_Task item_. In the data below, the answer is the run of lines from the line containing "Inserts or replaces" through the line containing "-> RegistryFuture<'_, Option<ConnectionHandle>>;", both included; print it exactly and nothing else.

Collected data entries:
((
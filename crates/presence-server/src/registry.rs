//! Connection registry: which user currently holds which live connection.
//!
//! At most one entry exists per identity; the most recent connection wins.
//! Removal is guarded by connection id, so a late disconnect from a
//! superseded connection never evicts its successor.

use std::collections::HashMap;
use std::future::{self, Future};
use std::pin::Pin;
use std::sync::{Mutex, MutexGuard, PoisonError};

use parley_protocol::presence::{OnlineSet, UserId};

use crate::connection::{ConnectionHandle, ConnectionId};

/// A boxed future returned by registry operations.
pub type RegistryFuture<'a, T> = Pin<Box<dyn Future<Output = T> + Send + 'a>>;

/// Register / deregister / snapshot capability.
///
/// The hub only talks to the registry through this trait, so a shared
/// backing store can replace [`InMemoryRegistry`] when presence has to span
/// several processes.
pub trait PresenceRegistry: Send + Sync + 'static {
    /// Inserts or replaces the entry for `identity`.
    ///
    /// Returns the displaced handle when a *different* connection was
    /// registered under the same identity.
    fn register(
        &self,
        identity: UserId,
        handle: ConnectionHandle,
    ) -> RegistryFuture<'_, Option<ConnectionHandle>>;

    /// Removes the entry for `identity` only if it still points at
    /// `connection`. Returns whether an entry was removed.
    fn deregister<'a>(
        &'a self,
        identity: &'a UserId,
        connection: ConnectionId,
    ) -> RegistryFuture<'a, bool>;

    /// Current set of online identities.
    fn snapshot(&self) -> RegistryFuture<'_, OnlineSet>;
}

/// Single-process registry guarded by a mutex.
///
/// The lock is never held across an `.await`.
#[derive(Debug, Default)]
pub struct InMemoryRegistry {
    entries: Mutex<HashMap<UserId, ConnectionHandle>>,
}

impl InMemoryRegistry {
    pub fn new() -> Self {
        Self::default()
    }

    fn lock(&self) -> MutexGuard<'_, HashMap<UserId, ConnectionHandle>> {
        // A panic while holding the lock cannot leave the map half-written:
        // every critical section is a single insert/remove/iterate.
        self.entries.lock().unwrap_or_else(PoisonError::into_inner)
    }

    /// Synchronous form of [`PresenceRegistry::register`].
    pub fn insert(&self, identity: UserId, handle: ConnectionHandle) -> Option<ConnectionHandle> {
        let previous = self.lock().insert(identity, handle.clone());
        previous.filter(|old| *old != handle)
    }

    /// Synchronous form of [`PresenceRegistry::deregister`].
    pub fn remove_if_current(&self, identity: &UserId, connection: ConnectionId) -> bool {
        let mut entries = self.lock();
        match entries.get(identity) {
            Some(current) if current.id() == connection => {
                entries.remove(identity);
                true
            }
            _ => false,
        }
    }

    /// Synchronous form of [`PresenceRegistry::snapshot`].
    pub fn online(&self) -> OnlineSet {
        self.lock().keys().cloned().collect()
    }

    /// Returns the handle registered for `identity`, if any.
    pub fn lookup(&self, identity: &str) -> Option<ConnectionHandle> {
        self.lock().get(identity).cloned()
    }

    pub fn len(&self) -> usize {
        self.lock().len()
    }

    pub fn is_empty(&self) -> bool {
        self.lock().is_empty()
    }
}

impl PresenceRegistry for InMemoryRegistry {
    fn register(
        &self,
        identity: UserId,
        handle: ConnectionHandle,
    ) -> RegistryFuture<'_, Option<ConnectionHandle>> {
        Box::pin(future::ready(self.insert(identity, handle)))
    }

    fn deregister<'a>(
        &'a self,
        identity: &'a UserId,
        connection: ConnectionId,
    ) -> RegistryFuture<'a, bool> {
        Box::pin(future::ready(self.remove_if_current(identity, connection)))
    }

    fn snapshot(&self) -> RegistryFuture<'_, OnlineSet> {
        Box::pin(future::ready(self.online()))
    }
}
pub(crate) mod read;
pub(crate) mod write;
//! Connection lifecycle: phases, identity claims and the events the
//! connection tasks emit towards the presence hub.
//!
//! ```text
//! Pending ──(upgrade, claim read)──> Authenticating
//! Authenticating ──(accepted)──> Active ──(transport closed)──> Closed
//! Authenticating ──(rejected / timed out)──> Rejected
//! ```

use std::fmt;

use parley_protocol::constants::{QUERY_TOKEN, QUERY_USER_ID};
use parley_protocol::presence::UserId;

use crate::connection::{ConnectionHandle, ConnectionId};

/// Phase of a single connection attempt.
#[derive(Debug, Clone, Copy, PartialEq, Eq)]
pub enum ConnectionPhase {
    Pending,
    Authenticating,
    Active,
    /// Terminal: authentication failed, nothing was registered.
    Rejected,
    /// Terminal: transport closed after being active.
    Closed,
}

impl ConnectionPhase {
    /// Returns `true` if `next` is a legal successor of `self`.
    pub fn can_advance_to(self, next: ConnectionPhase) -> bool {
        use ConnectionPhase::*;
        matches!(
            (self, next),
            (Pending, Authenticating)
                | (Authenticating, Active)
                | (Authenticating, Rejected)
                | (Active, Closed)
        )
    }

    pub fn is_terminal(self) -> bool {
        matches!(self, ConnectionPhase::Rejected | ConnectionPhase::Closed)
    }
}

impl fmt::Display for ConnectionPhase {
    fn fmt(&self, f: &mut fmt::Formatter<'_>) -> fmt::Result {
        let s = match self {
            ConnectionPhase::Pending => "pending",
            ConnectionPhase::Authenticating => "authenticating",
            ConnectionPhase::Active => "active",
            ConnectionPhase::Rejected => "rejected",
            ConnectionPhase::Closed => "closed",
        };
        f.write_str(s)
    }
}

/// Errors from driving the lifecycle state machine.
#[derive(Debug, Clone, PartialEq, Eq, thiserror::Error)]
pub enum LifecycleError {
    #[error("illegal lifecycle transition {from} -> {to} for connection {connection}")]
    IllegalTransition {
        connection: ConnectionId,
        from: ConnectionPhase,
        to: ConnectionPhase,
    },
}

/// Tracks the phase of one connection attempt.
#[derive(Debug)]
pub struct Lifecycle {
    connection: ConnectionId,
    phase: ConnectionPhase,
}

impl Lifecycle {
    pub fn new() -> Self {
        Self {
            connection: ConnectionId::new(),
            phase: ConnectionPhase::Pending,
        }
    }

    pub fn connection_id(&self) -> ConnectionId {
        self.connection
    }

    pub fn phase(&self) -> ConnectionPhase {
        self.phase
    }

    /// Moves to `next`, refusing transitions the state machine does not allow.
    pub fn advance(&mut self, next: ConnectionPhase) -> Result<(), LifecycleError> {
        if !self.phase.can_advance_to(next) {
            return Err(LifecycleError::IllegalTransition {
                connection: self.connection,
                from: self.phase,
                to: next,
            });
        }
        tracing::trace!(conn = %self.connection, from = %self.phase, to = %next, "lifecycle");
        self.phase = next;
        Ok(())
    }
}

impl Default for Lifecycle {
    fn default() -> Self {
        Self::new()
    }
}

/// Identity claim and optional credential presented when opening the
/// transport (`?userId=...&token=...`).
#[derive(Debug, Clone, Default, PartialEq, Eq)]
pub struct IdentityClaim {
    pub user_id: Option<UserId>,
    pub token: Option<String>,
}

impl IdentityClaim {
    /// Extracts the claim from the upgrade request's query string.
    ///
    /// Empty values count as absent.
    pub fn from_query(query: Option<&str>) -> Self {
        let mut claim = Self::default();
        let Some(query) = query else {
            return claim;
        };

        for (key, value) in url::form_urlencoded::parse(query.as_bytes()) {
            if value.is_empty() {
                continue;
            }
            match key.as_ref() {
                QUERY_USER_ID => claim.user_id = Some(UserId::from(value.into_owned())),
                QUERY_TOKEN => claim.token = Some(value.into_owned()),
                _ => {}
            }
        }
        claim
    }
}

/// Events emitted by connection tasks and consumed by the presence hub.
#[derive(Debug)]
pub enum LifecycleEvent {
    /// The connection became active. `identity` is `None` for connections
    /// opened without an identity claim.
    Opened {
        handle: ConnectionHandle,
        identity: Option<UserId>,
    },
    /// The transport closed, by the peer, by an error or by the server.
    Closed {
        connection: ConnectionId,
        identity: Option<UserId>,
    },
}
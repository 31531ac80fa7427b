//! Capacitor stream: one producer, independent readers
//!
//! Buffers byte chunks from a single producer so that several readers can
//! consume the same data, each at its own pace. A stalled reader never stalls
//! the producer or another reader; chunks every registered reader has
//! consumed are dropped, so lockstep consumers keep memory bounded. Readers
//! must be forked before consumption begins, since trimming only retains
//! chunks a registered reader still needs.

use crate::source::ByteStream;
use bytes::Bytes;
use futures::Stream;
use futures_util::StreamExt;
use std::collections::{HashMap, VecDeque};
use std::io;
use std::pin::Pin;
use std::sync::{Arc, Mutex};
use std::task::{Context, Poll, Waker};
use tokio::sync::Notify;
use tokio::task::JoinHandle;
use tracing::{debug, trace, warn};

const LOG_TARGET: &str = "resono::source::capacitor";

struct State {
    chunks: VecDeque<Bytes>,
    /// Absolute index of `chunks[0]`
    base: u64,
    /// Reader id -> next absolute chunk index it will read
    readers: HashMap<u64, u64>,
    next_reader_id: u64,
    finished: bool,
    error: Option<String>,
    wakers: Vec<Waker>,
    /// Signalled (with a stored permit) when the last reader deregisters,
    /// so a pump blocked on a silent source can stand down
    last_reader_gone: Arc<Notify>,
}

impl State {
    fn wake_all(&mut self) {
        for waker in self.wakers.drain(..) {
            waker.wake();
        }
    }

    /// Drops chunks that every registered reader has consumed.
    fn trim(&mut self) {
        let min_next = match self.readers.values().min() {
            Some(min) => *min,
            None => return,
        };
        while self.base < min_next && !self.chunks.is_empty() {
            self.chunks.pop_front();
            self.base += 1;
        }
    }
}

/// Buffering tee between one byte-stream producer and its readers.
pub struct StreamCapacitor {
    shared: Arc<Mutex<State>>,
}

impl StreamCapacitor {
    pub fn new() -> Self {
        StreamCapacitor {
            shared: Arc::new(Mutex::new(State {
                chunks: VecDeque::new(),
                base: 0,
                readers: HashMap::new(),
                next_reader_id: 0,
                finished: false,
                error: None,
                wakers: Vec::new(),
                last_reader_gone: Arc::new(Notify::new()),
            })),
        }
    }

    /// Forks a new reader starting at the earliest retained chunk.
    pub fn reader(&self) -> CapacitorReader {
        let mut state = self
            .shared
            .lock()
            .unwrap_or_else(|poisoned| poisoned.into_inner());
        let id = state.next_reader_id;
        state.next_reader_id += 1;
        let start = state.base;
        state.readers.insert(id, start);
        CapacitorReader {
            shared: self.shared.clone(),
            id,
            failed: false,
        }
    }

    fn push(&self, chunk: Bytes) {
        let mut state = self
            .shared
            .lock()
            .unwrap_or_else(|poisoned| poisoned.into_inner());
        trace!(target: LOG_TARGET, "Buffering chunk of {} bytes", chunk.len());
        state.chunks.push_back(chunk);
        state.wake_all();
    }

    fn close(&self) {
        let mut state = self
            .shared
            .lock()
            .unwrap_or_else(|poisoned| poisoned.into_inner());
        state.finished = true;
        state.wake_all();
    }

    fn fail(&self, message: String) {
        let mut state = self
            .shared
            .lock()
            .unwrap_or_else(|poisoned| poisoned.into_inner());
        state.error = Some(message);
        state.finished = true;
        state.wake_all();
    }

    fn has_readers(&self) -> bool {
        let state = self
            .shared
            .lock()
            .unwrap_or_else(|poisoned| poisoned.into_inner());
        !state.readers.is_empty()
    }

    /// Spawns the producer task draining `input` into the capacitor. Stops
    /// as soon as every reader has been dropped, even while a read from the
    /// source is pending.
    pub fn spawn_pump(self, mut input: ByteStream) -> JoinHandle<()> {
        tokio::spawn(async move {
            let reader_gone = {
                let state = self
                    .shared
                    .lock()
                    .unwrap_or_else(|poisoned| poisoned.into_inner());
                state.last_reader_gone.clone()
            };
            loop {
                if !self.has_readers() {
                    debug!(target: LOG_TARGET, "All readers gone; stopping pump");
                    self.close();
                    break;
                }
                tokio::select! {
                    item = input.next() => match item {
                        Some(Ok(chunk)) => self.push(chunk),
                        Some(Err(e)) => {
                            warn!(target: LOG_TARGET, "Producer stream failed: {}", e);
                            self.fail(e.to_string());
                            break;
                        }
                        None => {
                            debug!(target: LOG_TARGET, "Producer stream finished");
                            self.close();
                            break;
                        }
                    },
                    _ = reader_gone.notified() => {
                        // Loop around to the reader-set check
                    }
                }
            }
        })
    }
}

impl Default for StreamCapacitor {
    fn default() -> Self {
        Self::new()
    }
}

/// One consumer of a capacitor. Yields the producer's chunks in order, then
/// ends (or yields the producer's failure once, then ends).
pub struct CapacitorReader {
    shared: Arc<Mutex<State>>,
    id: u64,
    failed: bool,
}

impl Stream for CapacitorReader {
    type Item = Result<Bytes, io::Error>;

    fn poll_next(self: Pin<&mut Self>, cx: &mut Context<'_>) -> Poll<Option<Self::Item>> {
        let this = self.get_mut();
        if this.failed {
            return Poll::Ready(None);
        }

        let mut state = this
            .shared
            .lock()
            .unwrap_or_else(|poisoned| poisoned.into_inner());

        let next = match state.readers.get(&this.id) {
            Some(next) => *next,
            None => return Poll::Ready(None),
        };

        let available = state.base + state.chunks.len() as u64;
        if next < available {
            let chunk = state.chunks[(next - state.base) as usize].clone();
            state.readers.insert(this.id, next + 1);
            state.trim();
            return Poll::Ready(Some(Ok(chunk)));
        }

        if let Some(message) = state.error.clone() {
            this.failed = true;
            return Poll::Ready(Some(Err(io::Error::new(io::ErrorKind::Other, message))));
        }

        if state.finished {
            return Poll::Ready(None);
        }

        state.wakers.push(cx.waker().clone());
        Poll::Pending
    }
}

impl Drop for CapacitorReader {
    fn drop(&mut self) {
        let mut state = self
            .shared
            .lock()
            .unwrap_or_else(|poisoned| poisoned.into_inner());
        state.readers.remove(&self.id);
        state.trim();
        if state.readers.is_empty() {
            // notify_one stores a permit, so the pump sees this even when it
            // is not yet parked on the notification
            state.last_reader_gone.notify_one();
        }
    }
}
))
_Solution for this task_.
    /// Inserts or replaces the entry for `identity`.
    ///
    /// Returns the displaced handle when a *different* connection was
    /// registered under the same identity.
    fn register(
        &self,
        identity: UserId,
        handle: ConnectionHandle,
    ) -> RegistryFuture<'_, Option<ConnectionHandle>>;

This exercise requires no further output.